D’un simple CTF organisé par des étudiants, elle est devenue au fil des années une conférence accueillant plusieurs présentations tout le long d’une journée. Le CTF est toujours présent et se déroule la nuit qui suit les conférences. Ce cru 2021 a permis également de fêter les 10 ans de la Sthack. Cette année, RandoriSec était sponsor de l’évènement et plusieurs consultants sont venus suivre les conférences et participer au CTF (un billet de blog est en cours de préparation).
La conférence a débuté par une keynote de Florian Gaultier retraçant les 10 ans de la Sthack.
Voici un résumé des 5 présentations qui ont suivies :
- Discovering and exploiting a kernel pool overflow on modern Windows 10 par Fabien Perigaud
Pwn2Own est une compétition biannuelle organisée par ZDI (Zero Day Initiative), où plusieurs cibles majeures sont proposées aux participants qui tentent de les compromettre.
Des systèmes d’exploitation comme Windows, Linux (Ubuntu) ou encore des navigateurs web comme Firefox et Chrome sont sur la liste et les participants doivent trouver un maximum de vulnérabilités critiques de type 0day (élévation de privilèges, exécution de code, etc.) pour remporter l’épreuve et devenir le Master of Pwn. Des récompenses sont attribuées aux gagnants des différentes catégories.

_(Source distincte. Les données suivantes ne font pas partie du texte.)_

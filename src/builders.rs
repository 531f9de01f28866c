/// Command catalog
///
/// One constructor per command family. Behavior differences between
/// commands reduce to the operation string, the qualifier-support flags
/// and the escaping policy of individual values, so each builder is a
/// few lines on top of `MiCommand`.

use crate::command::{Adjustable, MiCommand};

// ---- executable and symbols ----

pub fn file_exec_and_symbols(path: &str) -> MiCommand {
    MiCommand::mi("-file-exec-and-symbols").param(path)
}

pub fn file_exec_file(path: &str) -> MiCommand {
    MiCommand::mi("-file-exec-file").param(path)
}

pub fn file_symbol_file(path: &str) -> MiCommand {
    MiCommand::mi("-file-symbol-file").param(path)
}

// ---- target connection ----

pub fn target_select(kind: &str, parameters: &[&str]) -> MiCommand {
    let mut cmd = MiCommand::mi("-target-select").param(kind);
    for p in parameters {
        cmd = cmd.param(*p);
    }
    cmd
}

pub fn target_select_remote(host_port: &str) -> MiCommand {
    target_select("remote", &[host_port])
}

/// Attach to an inferior. The inferior is addressed with the
/// `--thread-group` qualifier, not a parameter.
pub fn target_attach(thread_group: &str) -> MiCommand {
    MiCommand::mi("-target-attach")
        .forbid_thread_and_frame()
        .allow_thread_group()
        .thread_group(thread_group)
}

pub fn target_detach(thread_group: &str) -> MiCommand {
    MiCommand::mi("-target-detach")
        .forbid_thread_and_frame()
        .allow_thread_group()
        .thread_group(thread_group)
}

pub fn target_download() -> MiCommand {
    MiCommand::mi("-target-download")
}

// ---- execution control ----

pub fn exec_run() -> MiCommand {
    MiCommand::mi("-exec-run")
}

pub fn exec_continue() -> MiCommand {
    MiCommand::mi("-exec-continue")
}

pub fn exec_next() -> MiCommand {
    MiCommand::mi("-exec-next")
}

pub fn exec_next_instruction() -> MiCommand {
    MiCommand::mi("-exec-next-instruction")
}

pub fn exec_step() -> MiCommand {
    MiCommand::mi("-exec-step")
}

pub fn exec_step_instruction() -> MiCommand {
    MiCommand::mi("-exec-step-instruction")
}

pub fn exec_finish() -> MiCommand {
    MiCommand::mi("-exec-finish")
}

pub fn exec_until(location: &str) -> MiCommand {
    MiCommand::mi("-exec-until").param(location)
}

pub fn exec_interrupt() -> MiCommand {
    MiCommand::mi("-exec-interrupt")
}

pub fn exec_jump(location: &str) -> MiCommand {
    MiCommand::mi("-exec-jump").param(location)
}

// ---- breakpoints and watchpoints ----

pub fn break_insert(location: &str) -> MiCommand {
    break_insert_full(false, false, None, None, location)
}

pub fn break_insert_temporary(location: &str) -> MiCommand {
    break_insert_full(true, false, None, None, location)
}

pub fn break_insert_full(
    temporary: bool,
    hardware: bool,
    condition: Option<&str>,
    ignore_count: Option<u32>,
    location: &str,
) -> MiCommand {
    let mut cmd = MiCommand::mi("-break-insert");
    if temporary {
        cmd = cmd.option("-t");
    }
    if hardware {
        cmd = cmd.option("-h");
    }
    if let Some(cond) = condition {
        cmd = cmd.option("-c").option(cond);
    }
    if let Some(count) = ignore_count {
        cmd = cmd.option("-i").option(count.to_string());
    }
    cmd.param(location)
}

/// The condition goes to GDB exactly as typed; older GDBs reject a quoted
/// condition expression.
pub fn break_condition(number: u32, condition: &str) -> MiCommand {
    MiCommand::mi("-break-condition")
        .param(number.to_string())
        .param_no_change(condition)
}

pub fn break_after(number: u32, count: u32) -> MiCommand {
    MiCommand::mi("-break-after")
        .param(number.to_string())
        .param(count.to_string())
}

pub fn break_delete(numbers: &[u32]) -> MiCommand {
    let mut cmd = MiCommand::mi("-break-delete");
    for n in numbers {
        cmd = cmd.param(n.to_string());
    }
    cmd
}

pub fn break_enable(numbers: &[u32]) -> MiCommand {
    let mut cmd = MiCommand::mi("-break-enable");
    for n in numbers {
        cmd = cmd.param(n.to_string());
    }
    cmd
}

pub fn break_disable(numbers: &[u32]) -> MiCommand {
    let mut cmd = MiCommand::mi("-break-disable");
    for n in numbers {
        cmd = cmd.param(n.to_string());
    }
    cmd
}

pub fn break_list() -> MiCommand {
    MiCommand::mi("-break-list")
}

/// Access mode of a watchpoint
#[derive(Debug, Clone, Copy, PartialEq, Eq)]
pub enum WatchMode {
    Write,
    Read,
    Access,
}

pub fn break_watch(expression: &str, mode: WatchMode) -> MiCommand {
    let mut cmd = MiCommand::mi("-break-watch");
    match mode {
        WatchMode::Write => {}
        WatchMode::Read => cmd = cmd.option("-r"),
        WatchMode::Access => cmd = cmd.option("-a"),
    }
    cmd.param(expression)
}

// ---- stack ----

pub fn stack_list_frames() -> MiCommand {
    MiCommand::mi("-stack-list-frames")
}

pub fn stack_list_frames_range(low: u32, high: u32) -> MiCommand {
    MiCommand::mi("-stack-list-frames")
        .param(low.to_string())
        .param(high.to_string())
}

pub fn stack_info_depth(max_depth: Option<u32>) -> MiCommand {
    let cmd = MiCommand::mi("-stack-info-depth");
    match max_depth {
        Some(depth) => cmd.param(depth.to_string()),
        None => cmd,
    }
}

/// Used instead of `--frame` against debuggers that predate the option.
pub fn stack_select_frame(level: u32) -> MiCommand {
    MiCommand::mi("-stack-select-frame")
        .forbid_thread_and_frame()
        .param(level.to_string())
}

/// Which values `-stack-list-*` should print
#[derive(Debug, Clone, Copy, PartialEq, Eq)]
pub enum PrintValues {
    NoValues,
    AllValues,
    SimpleValues,
}

impl PrintValues {
    fn as_option(self) -> &'static str {
        match self {
            PrintValues::NoValues => "--no-values",
            PrintValues::AllValues => "--all-values",
            PrintValues::SimpleValues => "--simple-values",
        }
    }
}

pub fn stack_list_variables(print_values: PrintValues) -> MiCommand {
    MiCommand::mi("-stack-list-variables").option(print_values.as_option())
}

pub fn stack_list_locals(print_values: PrintValues) -> MiCommand {
    MiCommand::mi("-stack-list-locals").option(print_values.as_option())
}

pub fn stack_list_arguments(print_values: PrintValues) -> MiCommand {
    MiCommand::mi("-stack-list-arguments").option(print_values.as_option())
}

// ---- threads and thread groups ----

/// Changes the selection itself, so the `--thread` qualifier is illegal.
pub fn thread_select(id: &str) -> MiCommand {
    MiCommand::mi("-thread-select")
        .forbid_thread_and_frame()
        .param(id)
}

pub fn thread_info(id: Option<&str>) -> MiCommand {
    let cmd = MiCommand::mi("-thread-info");
    match id {
        Some(id) => cmd.param(id),
        None => cmd,
    }
}

pub fn thread_list_ids() -> MiCommand {
    MiCommand::mi("-thread-list-ids")
}

pub fn list_thread_groups() -> MiCommand {
    MiCommand::mi("-list-thread-groups")
}

pub fn list_thread_groups_available() -> MiCommand {
    MiCommand::mi("-list-thread-groups").option("--available")
}

// ---- data ----

pub fn data_evaluate_expression(expression: &str) -> MiCommand {
    MiCommand::mi("-data-evaluate-expression").param(expression)
}

pub fn data_list_register_names() -> MiCommand {
    MiCommand::mi("-data-list-register-names")
}

/// `format` is GDB's single-letter format code (`x`, `d`, `o`, ...).
/// An empty `registers` slice fetches all of them.
pub fn data_list_register_values(format: char, registers: &[u32]) -> MiCommand {
    let mut cmd = MiCommand::mi("-data-list-register-values").param(format.to_string());
    for r in registers {
        cmd = cmd.param(r.to_string());
    }
    cmd
}

pub fn data_read_memory_bytes(address: &str, count: u64) -> MiCommand {
    MiCommand::mi("-data-read-memory-bytes")
        .param(address)
        .param(count.to_string())
}

/// `contents` is hex-encoded, two digits per byte.
pub fn data_write_memory_bytes(address: &str, contents: &str) -> MiCommand {
    MiCommand::mi("-data-write-memory-bytes")
        .param(address)
        .param(contents)
}

/// Disassembly over an address range. The wire line matches what GDB
/// expects verbatim: `-data-disassemble -s <start> -e <end> -- <mode>`,
/// with the `--` mandated by GDB even though no value starts with a dash.
pub fn data_disassemble(start: &str, end: &str, mode: u32) -> MiCommand {
    let mut cmd = MiCommand::mi("-data-disassemble");
    cmd.set_parameters(vec![
        Adjustable::no_change("-s"),
        Adjustable::parameter(start),
        Adjustable::no_change("-e"),
        Adjustable::parameter(end),
        Adjustable::no_change("--"),
        Adjustable::parameter(mode.to_string()),
    ]);
    cmd
}

// ---- variable objects ----

pub fn var_create(name: &str, frame: &str, expression: &str) -> MiCommand {
    MiCommand::mi("-var-create")
        .param(name)
        .param(frame)
        .param(expression)
}

pub fn var_delete(name: &str) -> MiCommand {
    MiCommand::mi("-var-delete").param(name)
}

pub fn var_list_children(name: &str) -> MiCommand {
    MiCommand::mi("-var-list-children").param(name)
}

pub fn var_evaluate_expression(name: &str) -> MiCommand {
    MiCommand::mi("-var-evaluate-expression").param(name)
}

// ---- environment and session ----

pub fn environment_cd(path: &str) -> MiCommand {
    MiCommand::mi("-environment-cd").param(path)
}

pub fn gdb_set(variable: &str, value: &str) -> MiCommand {
    MiCommand::mi("-gdb-set").param(variable).param(value)
}

/// Paths must arrive unmodified; quoting a search path changes its
/// meaning to GDB.
pub fn gdb_set_solib_search_path(path: &str) -> MiCommand {
    MiCommand::mi("-gdb-set")
        .param("solib-search-path")
        .param_no_change(path)
}

pub fn gdb_set_solib_absolute_prefix(path: &str) -> MiCommand {
    MiCommand::mi("-gdb-set")
        .param("solib-absolute-prefix")
        .param_no_change(path)
}

pub fn gdb_exit() -> MiCommand {
    MiCommand::mi("-gdb-exit")
}

pub fn gdb_version() -> MiCommand {
    MiCommand::mi("-gdb-version")
}

/// Run a console command through the MI interpreter, with a proper
/// result record; preferred over a raw CLI line when an answer matters.
pub fn interpreter_exec_console(command: &str) -> MiCommand {
    MiCommand::mi("-interpreter-exec")
        .param("console")
        .param(command)
}

pub fn inferior_tty_set(tty: &str) -> MiCommand {
    MiCommand::mi("-inferior-tty-set").param(tty)
}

C’est dans le cadre de cette compétition qu’a été trouvé par Fabien une élévation de privilège locale sur un Windows 10 standard.
Après présentation de la surface d’attaque, constituée principalement du noyau avec ntoskrnl.exe et win32k pour la partie graphique, c’est aux modules noyau qu’il s’est intéressé.

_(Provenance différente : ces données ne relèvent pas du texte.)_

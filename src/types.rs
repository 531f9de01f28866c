/// GDB/MI data model
///
/// This module defines the structured representation of GDB/MI output:
/// the value tree (const/tuple/list) and the record types produced by
/// the parser.

use serde::{Deserialize, Serialize};
use std::fmt;

/// A value inside an MI record: a quoted constant, a tuple of named
/// values, or a list.
#[derive(Debug, Clone, PartialEq, Serialize, Deserialize)]
pub enum MiValue {
    Const(String),
    Tuple(MiTuple),
    List(MiList),
}

impl MiValue {
    /// Get the value as a string constant, if possible
    pub fn as_const(&self) -> Option<&str> {
        match self {
            MiValue::Const(s) => Some(s),
            _ => None,
        }
    }

    /// Get the value as a tuple, if possible
    pub fn as_tuple(&self) -> Option<&MiTuple> {
        match self {
            MiValue::Tuple(t) => Some(t),
            _ => None,
        }
    }

    /// Get the value as a list, if possible
    pub fn as_list(&self) -> Option<&MiList> {
        match self {
            MiValue::List(l) => Some(l),
            _ => None,
        }
    }
}

/// One `variable=value` pair. The variable may be empty when GDB emits a
/// bare value where a pair is normally expected.
#[derive(Debug, Clone, PartialEq, Serialize, Deserialize)]
pub struct MiResult {
    pub variable: String,
    pub value: MiValue,
}

impl MiResult {
    pub fn new(variable: impl Into<String>, value: MiValue) -> Self {
        Self {
            variable: variable.into(),
            value,
        }
    }
}

/// An ordered tuple of `variable=value` pairs. Names are not necessarily
/// unique (`thread-ids={thread-id="2",thread-id="1"}`), so this is a
/// sequence rather than a map.
#[derive(Debug, Clone, PartialEq, Default, Serialize, Deserialize)]
pub struct MiTuple(pub Vec<MiResult>);

impl MiTuple {
    pub fn is_empty(&self) -> bool {
        self.0.is_empty()
    }

    pub fn len(&self) -> usize {
        self.0.len()
    }

    pub fn iter(&self) -> std::slice::Iter<'_, MiResult> {
        self.0.iter()
    }

    /// First value stored under `variable`, if any.
    pub fn get(&self, variable: &str) -> Option<&MiValue> {
        self.0
            .iter()
            .find(|r| r.variable == variable)
            .map(|r| &r.value)
    }

    /// First string constant stored under `variable`, if any.
    pub fn get_string(&self, variable: &str) -> Option<&str> {
        self.get(variable).and_then(MiValue::as_const)
    }
}

/// A list element: either a bare value or a named pair. GDB emits both
/// shapes (`["a","b"]` and `[frame={...},frame={...}]`) and a list is
/// homogeneous in practice, but the parser does not assume which.
#[derive(Debug, Clone, PartialEq, Serialize, Deserialize)]
pub enum MiListEntry {
    Value(MiValue),
    Result(MiResult),
}

impl MiListEntry {
    /// The payload value, ignoring the name of a named entry.
    pub fn value(&self) -> &MiValue {
        match self {
            MiListEntry::Value(v) => v,
            MiListEntry::Result(r) => &r.value,
        }
    }
}

#[derive(Debug, Clone, PartialEq, Default, Serialize, Deserialize)]
pub struct MiList(pub Vec<MiListEntry>);

impl MiList {
    pub fn is_empty(&self) -> bool {
        self.0.is_empty()
    }

    pub fn len(&self) -> usize {
        self.0.len()
    }

    pub fn iter(&self) -> std::slice::Iter<'_, MiListEntry> {
        self.0.iter()
    }

    /// Iterate the payload values, ignoring entry names.
    pub fn values(&self) -> impl Iterator<Item = &MiValue> {
        self.0.iter().map(MiListEntry::value)
    }
}

/// Find the first value stored under `variable` in a record's field list.
pub fn find_result<'a>(results: &'a [MiResult], variable: &str) -> Option<&'a MiValue> {
    results
        .iter()
        .find(|r| r.variable == variable)
        .map(|r| &r.value)
}

/// Result classes of a `^` record
#[derive(Debug, Clone, Copy, PartialEq, Eq, Serialize, Deserialize)]
pub enum MiResultClass {
    Done,
    Running,
    Connected,
    Error,
    Exit,
}

impl MiResultClass {
    pub fn from_str(s: &str) -> Option<Self> {
        match s {
            "done" => Some(MiResultClass::Done),
            "running" => Some(MiResultClass::Running),
            "connected" => Some(MiResultClass::Connected),
            "error" => Some(MiResultClass::Error),
            "exit" => Some(MiResultClass::Exit),
            _ => None,
        }
    }

    pub fn as_str(&self) -> &'static str {
        match self {
            MiResultClass::Done => "done",
            MiResultClass::Running => "running",
            MiResultClass::Connected => "connected",
            MiResultClass::Error => "error",
            MiResultClass::Exit => "exit",
        }
    }
}

impl fmt::Display for MiResultClass {
    fn fmt(&self, f: &mut fmt::Formatter<'_>) -> fmt::Result {
        f.write_str(self.as_str())
    }
}

/// A `^` record: the answer to a previously sent command.
#[derive(Debug, Clone, PartialEq)]
pub struct ResultRecord {
    pub token: Option<u32>,
    pub class: MiResultClass,
    pub results: Vec<MiResult>,
}

impl ResultRecord {
    pub fn find(&self, variable: &str) -> Option<&MiValue> {
        find_result(&self.results, variable)
    }

    pub fn find_string(&self, variable: &str) -> Option<&str> {
        self.find(variable).and_then(MiValue::as_const)
    }

    /// The human-readable reason carried by an `^error` record. GDB uses
    /// the `msg` field; some front ends have seen `message`.
    pub fn error_message(&self) -> Option<&str> {
        self.find_string("msg").or_else(|| self.find_string("message"))
    }
}

/// Which of the three async record flavors a line belongs to
#[derive(Debug, Clone, Copy, PartialEq, Eq)]
pub enum AsyncKind {
    /// `*` — execution state changes (running, stopped)
    Exec,
    /// `+` — progress of a still-running command
    Status,
    /// `=` — out-of-band notifications (library loaded, thread created, ...)
    Notify,
}

/// A `*`, `+` or `=` record. The class is the event name as sent by GDB;
/// typed interpretation lives in the events module.
#[derive(Debug, Clone, PartialEq)]
pub struct AsyncRecord {
    pub token: Option<u32>,
    pub kind: AsyncKind,
    pub class: String,
    pub results: Vec<MiResult>,
}

impl AsyncRecord {
    pub fn find(&self, variable: &str) -> Option<&MiValue> {
        find_result(&self.results, variable)
    }

    pub fn find_string(&self, variable: &str) -> Option<&str> {
        self.find(variable).and_then(MiValue::as_const)
    }
}

/// Types of GDB/MI streams
#[derive(Debug, Clone, Copy, PartialEq, Eq)]
pub enum StreamKind {
    /// `~` prefix: text the CLI would have printed
    Console,
    /// `@` prefix: output of the debugged program
    Target,
    /// `&` prefix: GDB's own log/echo text
    Log,
}

/// A stream record: raw decoded text, no structured fields.
#[derive(Debug, Clone, PartialEq)]
pub struct StreamRecord {
    pub kind: StreamKind,
    pub text: String,
}

/// One parsed line of MI output
#[derive(Debug, Clone, PartialEq)]
pub enum MiRecord {
    Result(ResultRecord),
    Async(AsyncRecord),
    Stream(StreamRecord),
    /// The `(gdb)` terminator; marks the end of an output batch.
    Prompt,
}

fn write_escaped(f: &mut fmt::Formatter<'_>, s: &str) -> fmt::Result {
    f.write_str("\"")?;
    for c in s.chars() {
        match c {
            '"' => f.write_str("\\\"")?,
            '\\' => f.write_str("\\\\")?,
            '\n' => f.write_str("\\n")?,
            '\t' => f.write_str("\\t")?,
            '\r' => f.write_str("\\r")?,
            c if (c as u32) < 0x20 || c as u32 == 0x7f => {
                write!(f, "\\{:03o}", c as u32)?
            }
            c => write!(f, "{}", c)?,
        }
    }
    f.write_str("\"")
}

/// Re-serializes the value tree back to MI syntax. The output of parsing
/// followed by formatting is accepted by the parser again.
impl fmt::Display for MiValue {
    fn fmt(&self, f: &mut fmt::Formatter<'_>) -> fmt::Result {
        match self {
            MiValue::Const(s) => write_escaped(f, s),
            MiValue::Tuple(t) => {
                f.write_str("{")?;
                for (i, r) in t.iter().enumerate() {
                    if i > 0 {
                        f.write_str(",")?;
                    }
                    write!(f, "{}", r)?;
                }
                f.write_str("}")
            }
            MiValue::List(l) => {
                f.write_str("[")?;
                for (i, entry) in l.iter().enumerate() {
                    if i > 0 {
                        f.write_str(",")?;
                    }
                    match entry {
                        MiListEntry::Value(v) => write!(f, "{}", v)?,
                        MiListEntry::Result(r) => write!(f, "{}", r)?,
                    }
                }
                f.write_str("]")
            }
        }
    }
}

impl fmt::Display for MiResult {
    fn fmt(&self, f: &mut fmt::Formatter<'_>) -> fmt::Result {
        if self.variable.is_empty() {
            write!(f, "{}", self.value)
        } else {
            write!(f, "{}={}", self.variable, self.value)
        }
    }
}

L’idée étant de cibler un module qui n’avait pas été trop testé par les chercheurs.
La vulnérabilité identifiée est un dépassement de tampon relativement classique: un attaquant contrôle la taille et les données source lors d’un appel a la fonction memcpy
.
Le débordement se situant dans le pool (heap du noyau windows), l’exploitation utilise naturellement une technique pour cette classe de vulnérabilité, qui provient d’un travail de recherche antérieur fait par Synacktiv sur le pool.
Ce travail de recherche a été présenté au SSTIC en 2020.
Plutôt que de chercher de l’exécution de code directement via la vulnérabilité, l’exploitation se “contente” d’une primitive d’écriture arbitraire en mémoire, suffisante pour obtenir une élévation de privilège par un vol de jeton (Token).
L’idée est alors de créer un processus cmd.exe et d’utiliser la primitive d’écriture de la vulnérabilité pour réécrire le Token du processus.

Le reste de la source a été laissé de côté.